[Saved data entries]
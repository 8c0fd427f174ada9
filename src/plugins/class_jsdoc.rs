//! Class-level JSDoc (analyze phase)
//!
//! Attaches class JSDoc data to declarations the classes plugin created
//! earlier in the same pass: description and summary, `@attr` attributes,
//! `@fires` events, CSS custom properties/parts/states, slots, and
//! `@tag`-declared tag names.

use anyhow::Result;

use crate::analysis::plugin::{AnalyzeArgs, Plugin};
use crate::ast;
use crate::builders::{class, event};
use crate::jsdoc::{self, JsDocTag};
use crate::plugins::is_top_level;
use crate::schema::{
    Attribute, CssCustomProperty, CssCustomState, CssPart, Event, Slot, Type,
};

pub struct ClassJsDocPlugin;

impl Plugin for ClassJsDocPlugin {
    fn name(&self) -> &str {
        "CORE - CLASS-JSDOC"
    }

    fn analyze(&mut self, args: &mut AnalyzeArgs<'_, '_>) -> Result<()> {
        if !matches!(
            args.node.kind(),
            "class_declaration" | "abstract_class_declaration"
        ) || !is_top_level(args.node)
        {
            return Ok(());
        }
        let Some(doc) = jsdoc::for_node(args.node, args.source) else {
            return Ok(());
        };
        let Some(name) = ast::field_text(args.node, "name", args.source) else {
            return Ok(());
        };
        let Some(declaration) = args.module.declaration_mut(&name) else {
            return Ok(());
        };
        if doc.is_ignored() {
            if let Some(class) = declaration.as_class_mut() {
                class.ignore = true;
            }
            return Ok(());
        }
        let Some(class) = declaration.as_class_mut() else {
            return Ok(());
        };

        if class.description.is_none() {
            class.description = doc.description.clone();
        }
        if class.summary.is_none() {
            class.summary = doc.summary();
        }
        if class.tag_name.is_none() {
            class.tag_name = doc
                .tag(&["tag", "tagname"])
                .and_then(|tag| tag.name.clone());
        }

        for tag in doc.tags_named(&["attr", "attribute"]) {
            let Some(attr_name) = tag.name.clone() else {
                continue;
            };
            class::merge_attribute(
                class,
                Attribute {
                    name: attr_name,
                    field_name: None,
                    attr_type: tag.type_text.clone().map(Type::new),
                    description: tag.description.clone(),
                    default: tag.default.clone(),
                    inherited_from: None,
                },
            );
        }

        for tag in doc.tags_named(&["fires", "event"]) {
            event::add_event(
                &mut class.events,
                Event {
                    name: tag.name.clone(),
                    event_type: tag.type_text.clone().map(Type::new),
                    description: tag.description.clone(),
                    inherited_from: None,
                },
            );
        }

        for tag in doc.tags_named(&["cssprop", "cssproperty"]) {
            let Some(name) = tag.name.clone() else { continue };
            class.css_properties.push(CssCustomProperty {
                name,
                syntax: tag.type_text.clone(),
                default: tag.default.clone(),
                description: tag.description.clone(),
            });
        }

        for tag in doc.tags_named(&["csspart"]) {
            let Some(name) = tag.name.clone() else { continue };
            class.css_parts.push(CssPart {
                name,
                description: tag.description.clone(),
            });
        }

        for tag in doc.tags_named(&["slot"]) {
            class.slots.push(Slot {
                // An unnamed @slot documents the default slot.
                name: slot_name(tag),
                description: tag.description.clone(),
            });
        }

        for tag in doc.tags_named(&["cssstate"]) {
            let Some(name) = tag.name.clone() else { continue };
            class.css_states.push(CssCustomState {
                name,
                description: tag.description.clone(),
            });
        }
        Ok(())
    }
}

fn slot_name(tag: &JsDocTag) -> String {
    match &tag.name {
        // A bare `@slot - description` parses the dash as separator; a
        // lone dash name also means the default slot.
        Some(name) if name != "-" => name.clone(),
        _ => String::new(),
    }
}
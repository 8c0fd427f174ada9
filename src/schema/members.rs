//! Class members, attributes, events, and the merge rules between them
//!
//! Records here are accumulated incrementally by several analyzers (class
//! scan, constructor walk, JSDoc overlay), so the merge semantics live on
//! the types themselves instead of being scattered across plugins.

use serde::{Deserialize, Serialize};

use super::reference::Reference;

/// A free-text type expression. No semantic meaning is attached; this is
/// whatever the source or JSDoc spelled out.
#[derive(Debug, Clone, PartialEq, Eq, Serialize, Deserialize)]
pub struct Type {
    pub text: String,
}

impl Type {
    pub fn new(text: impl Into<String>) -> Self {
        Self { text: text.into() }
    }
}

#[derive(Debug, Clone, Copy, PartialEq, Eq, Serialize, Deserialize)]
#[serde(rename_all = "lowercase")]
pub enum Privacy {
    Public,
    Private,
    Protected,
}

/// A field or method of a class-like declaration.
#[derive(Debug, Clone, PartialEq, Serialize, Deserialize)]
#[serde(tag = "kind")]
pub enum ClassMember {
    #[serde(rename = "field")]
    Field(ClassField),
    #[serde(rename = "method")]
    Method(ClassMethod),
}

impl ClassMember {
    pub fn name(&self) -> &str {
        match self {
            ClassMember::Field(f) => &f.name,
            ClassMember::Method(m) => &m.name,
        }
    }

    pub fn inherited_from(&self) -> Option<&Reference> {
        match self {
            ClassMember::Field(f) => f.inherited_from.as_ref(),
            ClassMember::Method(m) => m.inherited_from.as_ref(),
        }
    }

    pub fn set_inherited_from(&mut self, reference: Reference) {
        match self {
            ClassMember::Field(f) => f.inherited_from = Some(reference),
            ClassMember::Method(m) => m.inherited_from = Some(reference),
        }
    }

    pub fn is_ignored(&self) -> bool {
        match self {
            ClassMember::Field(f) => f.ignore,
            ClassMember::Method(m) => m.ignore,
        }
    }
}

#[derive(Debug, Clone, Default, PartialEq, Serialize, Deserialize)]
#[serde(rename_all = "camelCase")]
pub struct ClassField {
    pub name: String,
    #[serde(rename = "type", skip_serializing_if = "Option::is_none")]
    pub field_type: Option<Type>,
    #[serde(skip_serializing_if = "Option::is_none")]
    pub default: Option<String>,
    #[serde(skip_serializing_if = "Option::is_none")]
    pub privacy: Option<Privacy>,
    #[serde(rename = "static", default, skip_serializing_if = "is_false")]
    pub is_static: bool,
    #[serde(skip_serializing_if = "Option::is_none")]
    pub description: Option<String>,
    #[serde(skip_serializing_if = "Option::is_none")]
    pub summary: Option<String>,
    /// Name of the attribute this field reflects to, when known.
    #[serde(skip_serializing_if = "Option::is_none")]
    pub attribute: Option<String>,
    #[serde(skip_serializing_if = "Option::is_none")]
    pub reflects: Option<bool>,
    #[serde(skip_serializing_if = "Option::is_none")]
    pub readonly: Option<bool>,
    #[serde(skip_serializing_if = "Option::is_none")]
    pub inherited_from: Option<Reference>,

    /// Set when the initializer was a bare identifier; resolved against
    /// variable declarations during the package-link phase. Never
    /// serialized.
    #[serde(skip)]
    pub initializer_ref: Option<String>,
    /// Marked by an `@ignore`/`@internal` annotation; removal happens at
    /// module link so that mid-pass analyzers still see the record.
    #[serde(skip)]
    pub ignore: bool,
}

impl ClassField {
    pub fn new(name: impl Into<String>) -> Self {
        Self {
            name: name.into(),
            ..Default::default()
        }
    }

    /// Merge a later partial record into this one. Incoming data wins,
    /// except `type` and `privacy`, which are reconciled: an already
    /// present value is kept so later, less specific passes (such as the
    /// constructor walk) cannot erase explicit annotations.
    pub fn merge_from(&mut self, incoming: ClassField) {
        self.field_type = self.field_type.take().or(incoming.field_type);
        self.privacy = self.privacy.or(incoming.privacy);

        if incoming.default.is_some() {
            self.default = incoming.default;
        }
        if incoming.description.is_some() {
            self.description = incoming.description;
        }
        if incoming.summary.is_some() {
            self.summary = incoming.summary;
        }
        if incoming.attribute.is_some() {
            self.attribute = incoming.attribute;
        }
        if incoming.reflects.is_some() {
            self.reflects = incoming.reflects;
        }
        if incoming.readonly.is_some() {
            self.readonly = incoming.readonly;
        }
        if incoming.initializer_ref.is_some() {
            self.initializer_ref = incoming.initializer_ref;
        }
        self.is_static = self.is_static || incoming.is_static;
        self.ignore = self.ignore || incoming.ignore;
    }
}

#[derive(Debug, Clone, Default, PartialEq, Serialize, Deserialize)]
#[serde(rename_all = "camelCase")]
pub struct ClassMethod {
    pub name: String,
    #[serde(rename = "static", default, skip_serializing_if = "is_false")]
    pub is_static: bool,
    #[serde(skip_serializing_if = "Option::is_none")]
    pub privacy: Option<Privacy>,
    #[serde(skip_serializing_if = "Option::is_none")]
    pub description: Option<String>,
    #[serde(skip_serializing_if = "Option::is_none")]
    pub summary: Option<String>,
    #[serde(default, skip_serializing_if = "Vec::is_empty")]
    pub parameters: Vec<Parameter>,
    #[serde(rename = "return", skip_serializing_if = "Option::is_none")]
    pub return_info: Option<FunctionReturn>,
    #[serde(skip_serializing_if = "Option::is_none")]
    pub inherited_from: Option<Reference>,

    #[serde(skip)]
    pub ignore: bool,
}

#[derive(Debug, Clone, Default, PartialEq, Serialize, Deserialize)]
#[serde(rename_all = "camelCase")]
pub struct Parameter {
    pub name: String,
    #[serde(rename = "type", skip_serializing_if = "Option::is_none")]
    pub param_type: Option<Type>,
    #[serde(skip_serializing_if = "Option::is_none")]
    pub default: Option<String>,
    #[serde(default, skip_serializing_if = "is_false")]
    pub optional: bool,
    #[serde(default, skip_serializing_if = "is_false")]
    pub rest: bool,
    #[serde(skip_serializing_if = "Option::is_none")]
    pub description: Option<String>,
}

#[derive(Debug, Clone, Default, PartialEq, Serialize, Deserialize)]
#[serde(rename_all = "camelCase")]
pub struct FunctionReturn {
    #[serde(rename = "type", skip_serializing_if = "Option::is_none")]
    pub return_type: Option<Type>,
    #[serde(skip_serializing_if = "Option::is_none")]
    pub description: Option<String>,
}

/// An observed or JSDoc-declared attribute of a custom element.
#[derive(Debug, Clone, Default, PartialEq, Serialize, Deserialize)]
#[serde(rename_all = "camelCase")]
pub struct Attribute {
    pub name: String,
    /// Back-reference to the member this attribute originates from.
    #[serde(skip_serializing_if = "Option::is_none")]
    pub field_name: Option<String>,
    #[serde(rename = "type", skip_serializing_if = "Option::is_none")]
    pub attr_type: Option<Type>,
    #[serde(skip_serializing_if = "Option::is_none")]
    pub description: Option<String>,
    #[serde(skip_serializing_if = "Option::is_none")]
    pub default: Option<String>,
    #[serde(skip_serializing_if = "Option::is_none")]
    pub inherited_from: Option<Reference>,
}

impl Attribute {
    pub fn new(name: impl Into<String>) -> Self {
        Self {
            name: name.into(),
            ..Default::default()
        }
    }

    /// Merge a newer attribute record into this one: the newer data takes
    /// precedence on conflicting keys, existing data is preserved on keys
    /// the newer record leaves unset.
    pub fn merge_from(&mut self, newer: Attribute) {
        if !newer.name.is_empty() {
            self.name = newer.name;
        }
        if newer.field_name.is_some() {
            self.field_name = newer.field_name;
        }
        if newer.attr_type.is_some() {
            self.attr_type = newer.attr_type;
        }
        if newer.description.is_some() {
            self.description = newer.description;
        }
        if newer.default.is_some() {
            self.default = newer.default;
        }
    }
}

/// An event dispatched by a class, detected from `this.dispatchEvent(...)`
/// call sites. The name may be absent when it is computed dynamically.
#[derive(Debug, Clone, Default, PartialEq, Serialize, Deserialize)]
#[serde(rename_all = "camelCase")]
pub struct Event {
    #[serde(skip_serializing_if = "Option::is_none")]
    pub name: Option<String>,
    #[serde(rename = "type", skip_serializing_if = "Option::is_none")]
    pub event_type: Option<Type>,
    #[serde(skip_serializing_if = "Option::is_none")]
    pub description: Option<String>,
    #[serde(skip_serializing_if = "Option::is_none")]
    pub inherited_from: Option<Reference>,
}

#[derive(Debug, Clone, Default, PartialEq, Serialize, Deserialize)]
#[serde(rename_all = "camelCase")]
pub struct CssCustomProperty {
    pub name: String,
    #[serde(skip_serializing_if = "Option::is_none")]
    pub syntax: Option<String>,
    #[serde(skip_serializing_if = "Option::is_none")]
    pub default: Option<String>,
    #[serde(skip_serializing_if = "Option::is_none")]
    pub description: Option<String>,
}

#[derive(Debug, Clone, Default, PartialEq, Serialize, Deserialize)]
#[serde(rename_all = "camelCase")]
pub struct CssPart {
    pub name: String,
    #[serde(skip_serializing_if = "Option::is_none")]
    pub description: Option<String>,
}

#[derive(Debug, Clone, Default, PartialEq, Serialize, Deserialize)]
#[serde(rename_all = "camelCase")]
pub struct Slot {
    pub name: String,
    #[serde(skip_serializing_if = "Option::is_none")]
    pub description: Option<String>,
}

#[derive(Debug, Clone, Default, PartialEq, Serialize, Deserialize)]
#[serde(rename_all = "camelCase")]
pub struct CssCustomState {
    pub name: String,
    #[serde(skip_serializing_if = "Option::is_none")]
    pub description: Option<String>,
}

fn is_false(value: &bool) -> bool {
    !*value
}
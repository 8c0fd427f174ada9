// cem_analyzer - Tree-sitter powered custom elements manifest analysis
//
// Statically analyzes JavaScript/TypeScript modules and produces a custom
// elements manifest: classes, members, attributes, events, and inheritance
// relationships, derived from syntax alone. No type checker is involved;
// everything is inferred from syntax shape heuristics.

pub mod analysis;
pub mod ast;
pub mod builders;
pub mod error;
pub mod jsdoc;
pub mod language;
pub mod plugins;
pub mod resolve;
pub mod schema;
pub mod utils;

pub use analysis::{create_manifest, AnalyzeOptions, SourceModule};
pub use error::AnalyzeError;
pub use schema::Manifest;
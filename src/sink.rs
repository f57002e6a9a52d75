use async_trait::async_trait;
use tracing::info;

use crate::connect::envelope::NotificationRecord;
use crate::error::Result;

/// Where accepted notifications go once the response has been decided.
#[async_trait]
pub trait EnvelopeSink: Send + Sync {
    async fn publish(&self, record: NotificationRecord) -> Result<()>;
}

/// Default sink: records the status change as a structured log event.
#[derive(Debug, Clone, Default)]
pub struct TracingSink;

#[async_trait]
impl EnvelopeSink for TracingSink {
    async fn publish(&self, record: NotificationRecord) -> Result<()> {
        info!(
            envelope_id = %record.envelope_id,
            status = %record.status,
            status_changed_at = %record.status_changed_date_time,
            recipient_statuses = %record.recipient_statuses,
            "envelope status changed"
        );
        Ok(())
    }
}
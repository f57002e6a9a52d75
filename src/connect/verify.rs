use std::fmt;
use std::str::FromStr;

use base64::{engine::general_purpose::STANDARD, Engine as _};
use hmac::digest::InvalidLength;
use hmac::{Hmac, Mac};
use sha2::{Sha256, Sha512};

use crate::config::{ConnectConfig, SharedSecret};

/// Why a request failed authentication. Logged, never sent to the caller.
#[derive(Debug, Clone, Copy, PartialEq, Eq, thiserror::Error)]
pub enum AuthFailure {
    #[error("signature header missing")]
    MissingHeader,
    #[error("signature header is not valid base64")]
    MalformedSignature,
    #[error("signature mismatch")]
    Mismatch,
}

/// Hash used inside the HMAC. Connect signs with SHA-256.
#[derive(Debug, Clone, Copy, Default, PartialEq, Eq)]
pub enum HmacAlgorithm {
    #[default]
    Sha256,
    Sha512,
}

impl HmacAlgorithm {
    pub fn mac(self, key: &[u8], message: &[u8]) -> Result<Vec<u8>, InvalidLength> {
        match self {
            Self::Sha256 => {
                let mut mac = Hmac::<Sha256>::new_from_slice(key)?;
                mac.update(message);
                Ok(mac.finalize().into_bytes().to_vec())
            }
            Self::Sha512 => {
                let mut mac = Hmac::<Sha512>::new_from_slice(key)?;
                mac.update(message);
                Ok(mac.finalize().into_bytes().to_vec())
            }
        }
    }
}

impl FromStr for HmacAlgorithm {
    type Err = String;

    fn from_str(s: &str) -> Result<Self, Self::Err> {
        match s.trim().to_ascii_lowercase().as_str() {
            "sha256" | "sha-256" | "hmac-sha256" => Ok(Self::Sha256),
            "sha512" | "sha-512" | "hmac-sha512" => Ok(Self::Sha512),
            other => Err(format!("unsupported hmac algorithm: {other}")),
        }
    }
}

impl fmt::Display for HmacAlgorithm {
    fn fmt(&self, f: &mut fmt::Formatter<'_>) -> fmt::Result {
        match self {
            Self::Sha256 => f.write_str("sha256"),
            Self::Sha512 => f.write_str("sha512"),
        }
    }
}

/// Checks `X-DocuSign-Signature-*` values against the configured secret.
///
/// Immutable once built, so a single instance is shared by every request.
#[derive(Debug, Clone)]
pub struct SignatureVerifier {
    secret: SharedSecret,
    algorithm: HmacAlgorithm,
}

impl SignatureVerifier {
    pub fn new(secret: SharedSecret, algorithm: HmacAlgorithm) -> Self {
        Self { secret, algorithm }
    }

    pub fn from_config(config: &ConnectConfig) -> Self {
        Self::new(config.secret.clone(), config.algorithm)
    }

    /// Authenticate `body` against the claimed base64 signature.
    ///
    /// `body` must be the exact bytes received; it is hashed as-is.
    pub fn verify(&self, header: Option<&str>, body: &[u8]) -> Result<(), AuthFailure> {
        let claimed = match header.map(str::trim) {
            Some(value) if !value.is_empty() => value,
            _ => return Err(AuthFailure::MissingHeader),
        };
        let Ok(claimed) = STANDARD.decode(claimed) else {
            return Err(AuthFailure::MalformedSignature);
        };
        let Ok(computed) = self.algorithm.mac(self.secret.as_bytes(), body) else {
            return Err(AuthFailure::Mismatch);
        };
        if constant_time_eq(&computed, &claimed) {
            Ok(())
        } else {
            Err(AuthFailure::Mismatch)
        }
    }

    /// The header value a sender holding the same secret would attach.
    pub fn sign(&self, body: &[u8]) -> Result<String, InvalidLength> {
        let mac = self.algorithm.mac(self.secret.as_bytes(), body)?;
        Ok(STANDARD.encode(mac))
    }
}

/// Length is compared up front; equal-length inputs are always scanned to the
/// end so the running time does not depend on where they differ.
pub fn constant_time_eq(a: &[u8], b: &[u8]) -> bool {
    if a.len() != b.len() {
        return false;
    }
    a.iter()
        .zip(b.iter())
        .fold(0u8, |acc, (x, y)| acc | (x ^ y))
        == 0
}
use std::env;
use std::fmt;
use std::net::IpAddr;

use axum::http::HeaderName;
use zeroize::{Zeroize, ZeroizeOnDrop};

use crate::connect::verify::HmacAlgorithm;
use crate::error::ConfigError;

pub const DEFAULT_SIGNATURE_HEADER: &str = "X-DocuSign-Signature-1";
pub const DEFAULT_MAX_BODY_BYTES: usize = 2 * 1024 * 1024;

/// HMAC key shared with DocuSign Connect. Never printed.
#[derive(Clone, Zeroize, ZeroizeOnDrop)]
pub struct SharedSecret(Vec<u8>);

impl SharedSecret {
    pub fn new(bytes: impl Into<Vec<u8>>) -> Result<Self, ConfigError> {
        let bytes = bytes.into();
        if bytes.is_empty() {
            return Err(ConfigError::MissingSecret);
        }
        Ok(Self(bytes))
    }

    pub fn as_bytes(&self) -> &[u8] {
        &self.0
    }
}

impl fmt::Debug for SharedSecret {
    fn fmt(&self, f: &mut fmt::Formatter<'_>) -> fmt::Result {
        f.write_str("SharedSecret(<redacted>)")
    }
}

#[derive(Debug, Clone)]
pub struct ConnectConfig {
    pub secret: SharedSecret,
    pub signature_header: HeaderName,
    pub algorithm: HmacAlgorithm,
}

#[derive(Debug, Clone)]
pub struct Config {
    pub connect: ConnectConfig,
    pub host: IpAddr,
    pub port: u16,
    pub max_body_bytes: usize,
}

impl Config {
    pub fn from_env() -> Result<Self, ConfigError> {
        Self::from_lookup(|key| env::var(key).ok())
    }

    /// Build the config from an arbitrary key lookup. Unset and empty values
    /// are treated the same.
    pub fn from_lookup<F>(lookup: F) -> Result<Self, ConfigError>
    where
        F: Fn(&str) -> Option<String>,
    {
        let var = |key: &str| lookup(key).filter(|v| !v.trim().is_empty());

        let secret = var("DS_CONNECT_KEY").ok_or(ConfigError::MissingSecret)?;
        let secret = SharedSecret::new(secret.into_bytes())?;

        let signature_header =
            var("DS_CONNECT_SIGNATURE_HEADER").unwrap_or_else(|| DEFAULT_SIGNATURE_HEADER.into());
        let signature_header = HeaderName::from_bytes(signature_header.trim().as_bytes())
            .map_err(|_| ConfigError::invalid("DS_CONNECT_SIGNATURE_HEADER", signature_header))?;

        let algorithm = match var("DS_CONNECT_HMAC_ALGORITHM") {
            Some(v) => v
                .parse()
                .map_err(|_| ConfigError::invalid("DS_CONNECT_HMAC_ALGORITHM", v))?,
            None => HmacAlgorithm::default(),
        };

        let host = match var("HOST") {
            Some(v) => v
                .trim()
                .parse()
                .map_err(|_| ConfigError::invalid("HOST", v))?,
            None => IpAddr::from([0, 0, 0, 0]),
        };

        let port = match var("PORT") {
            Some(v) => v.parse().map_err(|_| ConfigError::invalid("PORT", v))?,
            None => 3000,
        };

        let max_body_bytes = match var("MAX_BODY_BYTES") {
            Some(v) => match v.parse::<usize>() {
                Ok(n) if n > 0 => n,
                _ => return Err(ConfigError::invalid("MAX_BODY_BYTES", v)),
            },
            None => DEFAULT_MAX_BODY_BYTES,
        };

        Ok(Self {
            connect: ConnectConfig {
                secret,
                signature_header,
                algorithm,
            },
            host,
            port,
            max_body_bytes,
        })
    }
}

TASK TO CARRY OUT: Count the lines in the records that include the word "filename". Report the total alone.

REPLY: 4